Gradually, and faintly at first, something began to glimmer… Not anything about the how, or the why I still have no useful theories about those but about what could conceivably have happened.

It was vague set off, perhaps, by the thought of that random neutron which I knew in one set of circumstances to have been captured by a uranium atom, but which, in another set of circumstances, apparently had not…

And there, of course, one was brought up against Einstein and relativity which, as you know, denies the possibility of determining motion absolutely and consequently leads into the idea of the four dimensional spacetime continuum. Well, then, since you cannot determine the motions of the factors in the continuum, any pattern of motion must be illusory, and there cannot be an determinable consequences. Nevertheless, where the factors are closely similar are composed of similar atoms in roughly the same relation to the continuum, so as to speak you may quite well get similar consequences. They can never be identical, of course, or determination of motion would be possible. But they could be very similar, and capable of consideration in terms of Einstein’s Special Theory, and they could be determined further by a set of closely similar factors.

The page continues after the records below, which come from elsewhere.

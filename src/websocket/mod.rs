//! WebSocket client contracts and backend adapters
//!
//! A client opens a connection that lives only inside a caller-supplied
//! scope. The connection is handed to the scope as `&mut`, so it cannot
//! escape; the adapter closes the socket when the scope returns, and the
//! connection's `Drop` releases it on panic or cancellation.

#[cfg(any(feature = "tungstenite", feature = "tokio-tungstenite"))]
mod frame;
#[cfg(any(feature = "tungstenite", feature = "tokio-tungstenite"))]
mod handshake;
#[cfg(any(feature = "tungstenite", feature = "tokio-tungstenite"))]
pub mod tls;
#[cfg(feature = "tokio-tungstenite")]
pub mod tokio_tungstenite;
#[cfg(feature = "tungstenite")]
pub mod tungstenite;

use std::future::Future;
use std::ops::AsyncFnOnce;

use crate::models::Message;

#[cfg(feature = "tokio-tungstenite")]
pub use self::tokio_tungstenite::{TokioTungsteniteClient, TokioTungsteniteConnection};
#[cfg(feature = "tungstenite")]
pub use self::tungstenite::{TungsteniteClient, TungsteniteConnection};

/// Blocking WebSocket client
pub trait WebSocketClient {
    type Connection: WebSocketConnection;

    /// Error produced when the connection cannot be opened or closed
    type Error;

    /// Open a connection to `url` and run `scope` with it.
    ///
    /// The socket is closed exactly once when `scope` returns, whether it
    /// returned `Ok` or `Err`. An error from `scope` takes precedence over
    /// an error raised while closing.
    fn connect<T, E, F>(&self, url: &str, scope: F) -> Result<T, E>
    where
        F: FnOnce(&mut Self::Connection) -> Result<T, E>,
        E: From<Self::Error>;
}

/// Blocking WebSocket connection carrying text and binary messages
pub trait WebSocketConnection {
    type Error;

    /// Send a text frame for [`Message::Text`] and a binary frame for
    /// [`Message::Binary`].
    fn send(&mut self, message: Message) -> Result<(), Self::Error>;

    /// Wait for the next complete message.
    ///
    /// Frames that are neither text nor binary are reported as errors.
    fn receive(&mut self) -> Result<Message, Self::Error>;
}

/// Non-blocking WebSocket client
///
/// Unlike [`AsyncHttpClient::request`](crate::AsyncHttpClient::request),
/// `connect` does not promise a `Send` future. The future drives the
/// caller's scope, and the future an `AsyncFnOnce` returns cannot be named
/// in a bound on stable Rust. A concrete adapter's future is `Send`
/// whenever the scope's future is. Generic code that must stay `?Send` can
/// run sessions on a `tokio::task::LocalSet`.
pub trait AsyncWebSocketClient {
    type Connection: AsyncWebSocketConnection;
    type Error;

    /// Open a connection to `url` and run `scope` with it.
    ///
    /// Same release rules as [`WebSocketClient::connect`]. If the returned
    /// future is dropped while suspended, the connection is dropped with it
    /// and the socket is released without a close handshake.
    fn connect<T, E, F>(&self, url: &str, scope: F) -> impl Future<Output = Result<T, E>>
    where
        F: AsyncFnOnce(&mut Self::Connection) -> Result<T, E>,
        E: From<Self::Error>;
}

/// Non-blocking WebSocket connection
pub trait AsyncWebSocketConnection {
    type Error;

    fn send(&mut self, message: Message) -> impl Future<Output = Result<(), Self::Error>> + Send;

    fn receive(&mut self) -> impl Future<Output = Result<Message, Self::Error>> + Send;
}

In other words although the infinite point which we may call a moment in 1954 must occur throughout the continuum, it exists only in relation to each observer, and appears to have similar existence in relation to certain close groups of observers. However, since no two observers can be identical that is, the same observer each must perceive a different past, present, and future from that perceived by any other; consequently, what he perceives arises only from the factors of his relationship to the continuum, and exists only for him.

Therefore I began to understand that what had happened must be this: in some way which I cannot begin to grasp I had somehow been translated to the position of a different observer one whose angle of view was in some respects very close to my own, and yet different enough to have relationships, and therefore realities, unperceived by me. In other words, he must have lived in a world real only to him, just as I had lived in a world real only to me until this very peculiar transposition had occurred to put me in the position of observing his world, with, of course, its relevant past and future, instead of the one I was accustomed to.

Mind you, simple as it is when you consider it, I certainly did not grasp the form of it all at once, but I did argue my way close enough to the observer existence relationship to decide that whatever might have gone amiss, my own mind was more or less all right. The trouble really seemed to be that it was in the wrong place, and getting messages not intended for me; a receiver somehow hooked into the wrong circuit.

Well, that’s not good, in fact, it’s bad; but it’s still a lot better than a faulty receiver. And it braced me a bit to realise that.

I sat there quite a time trying to get it clear, and wondering what I should do, until I came to the end of my packet of “Mariner” cigarettes. Then I went to the telephone.

First I dialled ElectroPhysical Industries. Nothing happened. I looked them up in the book. It was quite a different number, on a different exchange. So I dialled that.

“Extension one three three,” I told the girl on the desk, and then, on second thoughts, named my own department.